(Because I wrote this yesterday but never got a chance to post it.)
I think of things I’d like to blog about pretty much every 3 or 4 minutes. I blame it on my old roommates Rach, Em, and Meg who turned me into a hyper-communicator almost overnight back in 1998. Since I can’t find the time or willpower to bring you all my uncensored thoughts, I’m just going to send out a scattering of thoughts I’ve had lately.

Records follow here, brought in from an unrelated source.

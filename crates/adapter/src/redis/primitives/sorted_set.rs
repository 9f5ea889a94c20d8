use redis::{Commands, Connection, RedisResult};
use std::sync::{Arc, Mutex};

/// Represents a Redis sorted set. Backs every range index
/// (`M:_zindex:<att>`): members are instance ids, scores are the field's
/// numeric encoding.
#[derive(Clone)]
pub struct RedisSortedSet {
    conn: Arc<Mutex<Connection>>,
}

impl RedisSortedSet {
    /// Creates a new `RedisSortedSet` over the provided connection.
    pub fn new(conn: Arc<Mutex<Connection>>) -> Self {
        Self { conn }
    }

    /// Adds (or re-scores) a member.
    pub fn add(&self, key: &str, member: &str, score: f64) -> RedisResult<()> {
        let mut conn = self.conn.lock().unwrap();
        conn.zadd(key, member, score)
    }

    /// Removes a member.
    pub fn remove(&self, key: &str, member: &str) -> RedisResult<()> {
        let mut conn = self.conn.lock().unwrap();
        conn.zrem(key, member)
    }

    /// The score of a member, if it is in the set.
    pub fn score(&self, key: &str, member: &str) -> RedisResult<Option<f64>> {
        let mut conn = self.conn.lock().unwrap();
        conn.zscore(key, member)
    }

    /// Zero-based ascending-order rank.
    pub fn rank(&self, key: &str, member: &str) -> RedisResult<Option<usize>> {
        let mut conn = self.conn.lock().unwrap();
        conn.zrank(key, member)
    }

    /// Zero-based descending-order rank.
    pub fn revrank(&self, key: &str, member: &str) -> RedisResult<Option<usize>> {
        let mut conn = self.conn.lock().unwrap();
        conn.zrevrank(key, member)
    }

    /// All members in ascending score order.
    pub fn members(&self, key: &str) -> RedisResult<Vec<String>> {
        let mut conn = self.conn.lock().unwrap();
        conn.zrange(key, 0, -1)
    }

    pub fn len(&self, key: &str) -> RedisResult<usize> {
        let mut conn = self.conn.lock().unwrap();
        conn.zcard(key)
    }

    pub fn is_empty(&self, key: &str) -> RedisResult<bool> {
        Ok(self.len(key)? == 0)
    }

    pub fn del(&self, key: &str) -> RedisResult<()> {
        let mut conn = self.conn.lock().unwrap();
        conn.del(key)
    }

    /// `ZRANGEBYSCORE key min max`, with Redis's `(` exclusivity prefix
    /// convention already applied by the caller (see the `Endpoint`
    /// helpers below).
    pub fn range_by_score(&self, key: &str, min: &str, max: &str) -> RedisResult<Vec<String>> {
        let mut conn = self.conn.lock().unwrap();
        conn.zrangebyscore(key, min, max)
    }

    /// `ZRANGEBYSCORE key min max LIMIT offset count`.
    pub fn range_by_score_limit(
        &self,
        key: &str,
        min: &str,
        max: &str,
        offset: isize,
        count: isize,
    ) -> RedisResult<Vec<String>> {
        let mut conn = self.conn.lock().unwrap();
        conn.zrangebyscore_limit(key, min, max, offset, count)
    }

    /// `[-inf, (v)`: strictly less than `v`.
    pub fn lt(&self, key: &str, v: f64) -> RedisResult<Vec<String>> {
        self.range_by_score(key, "-inf", &format!("({}", v))
    }

    /// `[-inf, v]`: less than or equal to `v`.
    pub fn le(&self, key: &str, v: f64) -> RedisResult<Vec<String>> {
        self.range_by_score(key, "-inf", &v.to_string())
    }

    /// `((v), +inf]`: strictly greater than `v`.
    pub fn gt(&self, key: &str, v: f64) -> RedisResult<Vec<String>> {
        self.range_by_score(key, &format!("({}", v), "+inf")
    }

    /// `[v, +inf]`: greater than or equal to `v`.
    pub fn ge(&self, key: &str, v: f64) -> RedisResult<Vec<String>> {
        self.range_by_score(key, &v.to_string(), "+inf")
    }

    /// `[lo, hi]`: inclusive on both ends.
    pub fn between(&self, key: &str, lo: f64, hi: f64) -> RedisResult<Vec<String>> {
        self.range_by_score(key, &lo.to_string(), &hi.to_string())
    }

    /// Exact score match: `[v, v]`.
    pub fn eq(&self, key: &str, v: f64) -> RedisResult<Vec<String>> {
        self.range_by_score(key, &v.to_string(), &v.to_string())
    }
}
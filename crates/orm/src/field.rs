//! Field descriptors: the field-info table a model's [`crate::model::ModelMeta`]
//! is built from.
//!
//! The original implementation hangs this data off a descriptor object
//! installed per-attribute via Python's descriptor protocol (`__get__`/
//! `__set__`). There's no equivalent hook to attach to a Rust struct field
//! from outside its own `impl`, so this crate hoists the same data into a
//! plain, explicit table every concrete model hands back from
//! `Model::meta()` -- built once, read by the index and query engines.

use crate::value::ValueKind;

/// A scalar field: string, integer, float, boolean, datetime or date.
#[derive(Debug, Clone, Copy)]
pub struct FieldMeta {
    pub name: &'static str,
    pub kind: ValueKind,
    /// Participates in the equality index (`M:<name>:<b64(value)>`).
    pub indexed: bool,
    /// Must be non-empty on `save()`.
    pub required: bool,
    /// `auto_now`: stamped with the current time on every save. Only
    /// meaningful for `DateTime`/`Date` kinds.
    pub auto_now: bool,
    /// `auto_now_add`: stamped only the first time the instance is saved.
    pub auto_now_add: bool,
}

impl FieldMeta {
    pub const fn new(name: &'static str, kind: ValueKind) -> Self {
        FieldMeta {
            name,
            kind,
            indexed: false,
            required: false,
            auto_now: false,
            auto_now_add: false,
        }
    }

    pub const fn indexed(mut self) -> Self {
        self.indexed = true;
        self
    }

    pub const fn required(mut self) -> Self {
        self.required = true;
        self
    }

    pub const fn auto_now(mut self) -> Self {
        self.auto_now = true;
        self
    }

    pub const fn auto_now_add(mut self) -> Self {
        self.auto_now_add = true;
        self
    }

    /// A range-indexable, indexed field additionally gets a `_zindex`
    /// sorted-set entry.
    pub fn zindexed(&self) -> bool {
        self.indexed && self.kind.is_range_indexable()
    }
}

/// A list field, stored as a Redis list at `<name>:<id>:<field>`.
#[derive(Debug, Clone, Copy)]
pub struct ListFieldMeta {
    pub name: &'static str,
    pub element_kind: ValueKind,
    /// Whether list membership participates in the equality index -- one
    /// auxiliary per element (§4.E).
    pub indexed: bool,
}

impl ListFieldMeta {
    pub const fn new(name: &'static str, element_kind: ValueKind) -> Self {
        ListFieldMeta {
            name,
            element_kind,
            indexed: false,
        }
    }

    pub const fn indexed(mut self) -> Self {
        self.indexed = true;
        self
    }
}

/// A reference field: `word: ReferenceField(Word)`. The stored attribute
/// is an id string at `attname` (default `<name>_id`).
#[derive(Debug, Clone, Copy)]
pub struct ReferenceMeta {
    pub name: &'static str,
    pub attname: &'static str,
    pub target_model: &'static str,
    pub required: bool,
    /// Whether `attname` participates in the equality index -- needed to
    /// answer reverse lookups (`Manager::referencing`) via `filter()`.
    pub indexed: bool,
}

impl ReferenceMeta {
    pub const fn new(name: &'static str, attname: &'static str, target_model: &'static str) -> Self {
        ReferenceMeta {
            name,
            attname,
            target_model,
            required: false,
            indexed: false,
        }
    }

    pub const fn required(mut self) -> Self {
        self.required = true;
        self
    }

    pub const fn indexed(mut self) -> Self {
        self.indexed = true;
        self
    }
}
//! S5 -- `date` is an indexed `DateTimeField`, so it answers both an
//! equality `filter(date=...)` and a range `zfilter(date__lt=...)`.

use chrono::{TimeZone, Utc};

use redisco::{Manager, Model, Value};

use crate::common::{flush_model, test_client, Post};

#[test]
#[ignore = "requires a live redis-compatible server"]
fn filter_and_zfilter_over_datetime_values() {
    let client = test_client();
    flush_model(&client, "Post");
    let posts = Manager::<Post>::new(client);

    let dates = [
        Utc.with_ymd_and_hms(2010, 1, 20, 0, 0, 0).unwrap(),
        Utc.with_ymd_and_hms(2010, 2, 20, 0, 0, 0).unwrap(),
        Utc.with_ymd_and_hms(2010, 1, 26, 0, 0, 0).unwrap(),
        Utc.with_ymd_and_hms(2009, 12, 21, 1, 40, 0).unwrap(),
        Utc.with_ymd_and_hms(2010, 1, 10, 0, 0, 0).unwrap(),
        Utc.with_ymd_and_hms(2010, 5, 20, 0, 0, 0).unwrap(),
    ];
    let mut ids = Vec::new();
    for (i, date) in dates.into_iter().enumerate() {
        let post = posts.create(Post::new(format!("post-{i}"), date)).unwrap();
        ids.push(post.id().unwrap().to_string());
    }

    let exact = posts
        .all()
        .filter("date", Utc.with_ymd_and_hms(2009, 12, 21, 1, 40, 0).unwrap())
        .unwrap()
        .exec()
        .unwrap();
    assert_eq!(exact.len(), 1);
    assert_eq!(exact[0].id(), Some(ids[3].as_str()));

    let threshold = Value::from(Utc.with_ymd_and_hms(2010, 1, 30, 0, 0, 0).unwrap())
        .numeric_score()
        .unwrap();
    let before_jan_30 = posts.all().zfilter_lt("date", threshold).unwrap().exec().unwrap();

    let mut matched: Vec<String> = before_jan_30
        .iter()
        .map(|p| p.id().unwrap().to_string())
        .collect();
    matched.sort();
    let mut expected = vec![
        ids[0].clone(),
        ids[2].clone(),
        ids[3].clone(),
        ids[4].clone(),
    ];
    expected.sort();
    assert_eq!(matched, expected);
}
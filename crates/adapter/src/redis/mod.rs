//! Redis adapter
//!
//! A synchronous client wrapper plus one typed façade per primitive data
//! type the ORM engine needs. Every façade shares the same connection
//! handle, so composing `client.hash()`, `client.set()`, etc. does not open
//! additional sockets.

pub mod client;
pub mod primitives;

pub use client::RedisClient;
pub use primitives::hash::RedisHash;
pub use primitives::list::RedisList;
pub use primitives::set::RedisSet;
pub use primitives::sort::SortQuery;
pub use primitives::sorted_set::RedisSortedSet;
pub use primitives::string::RedisString;
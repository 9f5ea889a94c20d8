//! Model fixtures and connection/cleanup helpers shared by the scenario
//! tests. Each fixture is the minimal `Model` implementation needed to
//! exercise one of the documented end-to-end scenarios -- not a showcase
//! of every field kind the engine supports.

use std::collections::HashMap;
use std::sync::OnceLock;

use chrono::{DateTime, Utc};

use redisco::{FieldMeta, Model, ModelMeta, OrmError, ReferenceMeta, RedisClient, Value, ValueKind};

/// Connects to the Redis URL the rest of the workspace's tests use
/// (`REDIS_URL`, falling back to localhost), matching the adapter crate's
/// own test-helper convention.
pub fn test_client() -> RedisClient {
    let url = std::env::var("REDIS_URL").unwrap_or_else(|_| "redis://127.0.0.1:6379".to_string());
    RedisClient::from_url(&url).expect("connect to test redis")
}

/// Deletes every key under `M:*` before a scenario runs, so repeated runs
/// don't inherit ids or index state from a previous one. Test-only: the
/// engine itself never issues `KEYS`.
pub fn flush_model(client: &RedisClient, model: &str) {
    let conn = client.raw();
    let mut conn = conn.lock().unwrap();
    let keys: Vec<String> = redis::cmd("KEYS")
        .arg(format!("{model}*"))
        .query(&mut *conn)
        .unwrap_or_default();
    if !keys.is_empty() {
        let _: i64 = redis::cmd("DEL").arg(&keys).query(&mut *conn).unwrap_or(0);
    }
}

fn expect_string(field: &str, value: Value) -> Result<String, OrmError> {
    match value {
        Value::String(s) => Ok(s),
        other => Err(type_error(field, "string", other)),
    }
}

fn expect_i64(field: &str, value: Value) -> Result<i64, OrmError> {
    match value {
        Value::Integer(i) => Ok(i),
        other => Err(type_error(field, "integer", other)),
    }
}

fn type_error(field: &str, expected: &str, found: Value) -> OrmError {
    OrmError::TypeError {
        field: field.to_string(),
        expected: expected.to_string(),
        found: found.kind().to_string(),
    }
}

/// S1/S2/S3 fixture: `first_name`/`last_name` indexed by default, plus the
/// method-derived `full_name` extra index S2 and S3 filter and sort by.
#[derive(Debug, Clone)]
pub struct Person {
    id: Option<String>,
    pub first_name: String,
    pub last_name: String,
}

impl Person {
    pub fn new(first_name: impl Into<String>, last_name: impl Into<String>) -> Self {
        Person {
            id: None,
            first_name: first_name.into(),
            last_name: last_name.into(),
        }
    }

    pub fn full_name(&self) -> String {
        format!("{} {}", self.first_name, self.last_name)
    }
}

static PERSON_META: OnceLock<ModelMeta> = OnceLock::new();

impl Model for Person {
    fn meta() -> &'static ModelMeta {
        PERSON_META.get_or_init(|| ModelMeta {
            name: "Person",
            attributes: &[
                FieldMeta::new("first_name", ValueKind::String).indexed(),
                FieldMeta::new("last_name", ValueKind::String).indexed(),
            ],
            lists: &[],
            references: &[],
            extra_indices: &["full_name"],
        })
    }

    fn id(&self) -> Option<&str> {
        self.id.as_deref()
    }

    fn set_id(&mut self, id: String) {
        self.id = Some(id);
    }

    fn attribute(&self, name: &str) -> Option<Value> {
        match name {
            "first_name" => Some(Value::String(self.first_name.clone())),
            "last_name" => Some(Value::String(self.last_name.clone())),
            _ => None,
        }
    }

    fn set_attribute(&mut self, name: &str, value: Value) -> Result<(), OrmError> {
        match name {
            "first_name" => {
                self.first_name = expect_string(name, value)?;
                Ok(())
            }
            "last_name" => {
                self.last_name = expect_string(name, value)?;
                Ok(())
            }
            _ => Ok(()),
        }
    }

    fn list(&self, _name: &str) -> Option<&[String]> {
        None
    }

    fn set_list(&mut self, _name: &str, _values: Vec<String>) {}

    fn extra_index_value(&self, name: &str) -> Option<String> {
        match name {
            "full_name" => Some(self.full_name()),
            _ => None,
        }
    }

    fn from_hydration(
        id: String,
        fields: &HashMap<String, String>,
        _lists: &HashMap<String, Vec<String>>,
    ) -> Result<Self, OrmError> {
        Ok(Person {
            id: Some(id),
            first_name: fields.get("first_name").cloned().unwrap_or_default(),
            last_name: fields.get("last_name").cloned().unwrap_or_default(),
        })
    }
}

/// S4 fixture: `score` is range-indexed; `percent` is a method-derived
/// equality index (`Meta.indices = ('percent',)` in the original).
#[derive(Debug, Clone)]
pub struct Exam {
    id: Option<String>,
    pub score: i64,
    pub total_score: i64,
}

impl Exam {
    pub fn new(score: i64, total_score: i64) -> Self {
        Exam {
            id: None,
            score,
            total_score,
        }
    }

    pub fn percent(&self) -> i64 {
        self.score * 100 / self.total_score
    }
}

static EXAM_META: OnceLock<ModelMeta> = OnceLock::new();

impl Model for Exam {
    fn meta() -> &'static ModelMeta {
        EXAM_META.get_or_init(|| ModelMeta {
            name: "Exam",
            attributes: &[
                FieldMeta::new("score", ValueKind::Integer).indexed(),
                FieldMeta::new("total_score", ValueKind::Integer),
            ],
            lists: &[],
            references: &[],
            extra_indices: &["percent"],
        })
    }

    fn id(&self) -> Option<&str> {
        self.id.as_deref()
    }

    fn set_id(&mut self, id: String) {
        self.id = Some(id);
    }

    fn attribute(&self, name: &str) -> Option<Value> {
        match name {
            "score" => Some(Value::Integer(self.score)),
            "total_score" => Some(Value::Integer(self.total_score)),
            _ => None,
        }
    }

    fn set_attribute(&mut self, name: &str, value: Value) -> Result<(), OrmError> {
        match name {
            "score" => {
                self.score = expect_i64(name, value)?;
                Ok(())
            }
            "total_score" => {
                self.total_score = expect_i64(name, value)?;
                Ok(())
            }
            _ => Ok(()),
        }
    }

    fn list(&self, _name: &str) -> Option<&[String]> {
        None
    }

    fn set_list(&mut self, _name: &str, _values: Vec<String>) {}

    fn extra_index_value(&self, name: &str) -> Option<String> {
        match name {
            "percent" => Some(self.percent().to_string()),
            _ => None,
        }
    }

    fn from_hydration(
        id: String,
        fields: &HashMap<String, String>,
        _lists: &HashMap<String, Vec<String>>,
    ) -> Result<Self, OrmError> {
        Ok(Exam {
            id: Some(id),
            score: fields.get("score").and_then(|s| s.parse().ok()).unwrap_or(0),
            total_score: fields
                .get("total_score")
                .and_then(|s| s.parse().ok())
                .unwrap_or(0),
        })
    }
}

/// S5 fixture: `date` is an indexed `DateTime`, so it backs both the
/// equality index (`filter(date=...)`) and the range index
/// (`zfilter(date__lt=...)`).
#[derive(Debug, Clone)]
pub struct Post {
    id: Option<String>,
    pub name: String,
    pub date: DateTime<Utc>,
}

impl Post {
    pub fn new(name: impl Into<String>, date: DateTime<Utc>) -> Self {
        Post {
            id: None,
            name: name.into(),
            date,
        }
    }
}

static POST_META: OnceLock<ModelMeta> = OnceLock::new();

impl Model for Post {
    fn meta() -> &'static ModelMeta {
        POST_META.get_or_init(|| ModelMeta {
            name: "Post",
            attributes: &[
                FieldMeta::new("name", ValueKind::String).indexed(),
                FieldMeta::new("date", ValueKind::DateTime).indexed(),
            ],
            lists: &[],
            references: &[],
            extra_indices: &[],
        })
    }

    fn id(&self) -> Option<&str> {
        self.id.as_deref()
    }

    fn set_id(&mut self, id: String) {
        self.id = Some(id);
    }

    fn attribute(&self, name: &str) -> Option<Value> {
        match name {
            "name" => Some(Value::String(self.name.clone())),
            "date" => Some(Value::DateTime(self.date)),
            _ => None,
        }
    }

    fn set_attribute(&mut self, name: &str, value: Value) -> Result<(), OrmError> {
        match name {
            "name" => {
                self.name = expect_string(name, value)?;
                Ok(())
            }
            "date" => {
                self.date = match value {
                    Value::DateTime(dt) => dt,
                    other => return Err(type_error(name, "datetime", other)),
                };
                Ok(())
            }
            _ => Ok(()),
        }
    }

    fn list(&self, _name: &str) -> Option<&[String]> {
        None
    }

    fn set_list(&mut self, _name: &str, _values: Vec<String>) {}

    fn from_hydration(
        id: String,
        fields: &HashMap<String, String>,
        _lists: &HashMap<String, Vec<String>>,
    ) -> Result<Self, OrmError> {
        let date = match fields.get("date") {
            Some(raw) => match Value::from_storage(ValueKind::DateTime, raw)? {
                Value::DateTime(dt) => dt,
                _ => unreachable!("from_storage(DateTime, _) always yields Value::DateTime"),
            },
            None => Utc::now(),
        };
        Ok(Post {
            id: Some(id),
            name: fields.get("name").cloned().unwrap_or_default(),
            date,
        })
    }
}

/// S6 fixture: the reference target. Deliberately empty, per the scenario.
#[derive(Debug, Clone)]
pub struct Word {
    id: Option<String>,
}

impl Word {
    pub fn new() -> Self {
        Word { id: None }
    }
}

static WORD_META: OnceLock<ModelMeta> = OnceLock::new();

impl Model for Word {
    fn meta() -> &'static ModelMeta {
        WORD_META.get_or_init(|| ModelMeta {
            name: "Word",
            attributes: &[],
            lists: &[],
            references: &[],
            extra_indices: &[],
        })
    }

    fn id(&self) -> Option<&str> {
        self.id.as_deref()
    }

    fn set_id(&mut self, id: String) {
        self.id = Some(id);
    }

    fn attribute(&self, _name: &str) -> Option<Value> {
        None
    }

    fn set_attribute(&mut self, _name: &str, _value: Value) -> Result<(), OrmError> {
        Ok(())
    }

    fn list(&self, _name: &str) -> Option<&[String]> {
        None
    }

    fn set_list(&mut self, _name: &str, _values: Vec<String>) {}

    fn from_hydration(
        id: String,
        _fields: &HashMap<String, String>,
        _lists: &HashMap<String, Vec<String>>,
    ) -> Result<Self, OrmError> {
        Ok(Word { id: Some(id) })
    }
}

/// S6 fixture: the referencing side. `word_id` is empty for a Character
/// with no Word, matching the scenario's unreferenced `d`.
#[derive(Debug, Clone)]
pub struct Character {
    id: Option<String>,
    pub name: String,
    pub word_id: String,
}

impl Character {
    pub fn new(name: impl Into<String>, word_id: Option<&str>) -> Self {
        Character {
            id: None,
            name: name.into(),
            word_id: word_id.unwrap_or("").to_string(),
        }
    }
}

static CHARACTER_META: OnceLock<ModelMeta> = OnceLock::new();

impl Model for Character {
    fn meta() -> &'static ModelMeta {
        CHARACTER_META.get_or_init(|| ModelMeta {
            name: "Character",
            attributes: &[FieldMeta::new("name", ValueKind::String).indexed()],
            lists: &[],
            references: &[ReferenceMeta::new("word", "word_id", "Word").indexed()],
            extra_indices: &[],
        })
    }

    fn id(&self) -> Option<&str> {
        self.id.as_deref()
    }

    fn set_id(&mut self, id: String) {
        self.id = Some(id);
    }

    fn attribute(&self, name: &str) -> Option<Value> {
        match name {
            "name" => Some(Value::String(self.name.clone())),
            "word_id" => Some(Value::String(self.word_id.clone())),
            _ => None,
        }
    }

    fn set_attribute(&mut self, name: &str, value: Value) -> Result<(), OrmError> {
        match name {
            "name" => {
                self.name = expect_string(name, value)?;
                Ok(())
            }
            "word_id" => {
                self.word_id = expect_string(name, value)?;
                Ok(())
            }
            _ => Ok(()),
        }
    }

    fn list(&self, _name: &str) -> Option<&[String]> {
        None
    }

    fn set_list(&mut self, _name: &str, _values: Vec<String>) {}

    fn from_hydration(
        id: String,
        fields: &HashMap<String, String>,
        _lists: &HashMap<String, Vec<String>>,
    ) -> Result<Self, OrmError> {
        Ok(Character {
            id: Some(id),
            name: fields.get("name").cloned().unwrap_or_default(),
            word_id: fields.get("word_id").cloned().unwrap_or_default(),
        })
    }
}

While the health care bill is no doubt at the forefront right now, last week the Senate passed a less-emphasized bill to ease the penalty for crack cocaine use. To some people that may sound like a bad idea, but believe me, it is a very good idea. For decades now, crack cocaine possession has carried an approximately 100 times harsher penalty than possession of the exact same amount of powder cocaine. Because crack has been predominantly used in minority communities, while powder has been the “white” version, this has amounted to one of the most racist policies in our criminal justice system. While I favor a 1-to-1 ratio of punishment (same drug = same penalty, makes sense, right?), which the House already passed, the 18-to-1 proposed in this Senate bill is certainly a step in the right direction.
Speaking of health care, put me in the camp of those with intensely mixed feelings. I don’t like the manner in which the deals got done (what happened to the promised transparency?); I think the President and Congressional supporters are either disingenuous or seriously out-to-lunch if they think this is not going to increase deficits and the debt (which of our national entitlement programs is fiscally sound and sustainable?); and I don’t think the safeguards against federal funding of elective abortions are strong enough. On the other hand, health insurance and medical bills have been the absolute bane of my adult life. I’ve spent a long time on this crazy merry-go-round of working full-time to get health insurance, my health failing so I must quit, getting denied individual insurance, getting well enough to find another job . . . repeat. A world in which I cannot be denied coverage because of pre-existing conditions and I don’t have to lose sleep over whether Addison will have some uninsurable chronic condition like her mom, that’s a pretty hopeful world.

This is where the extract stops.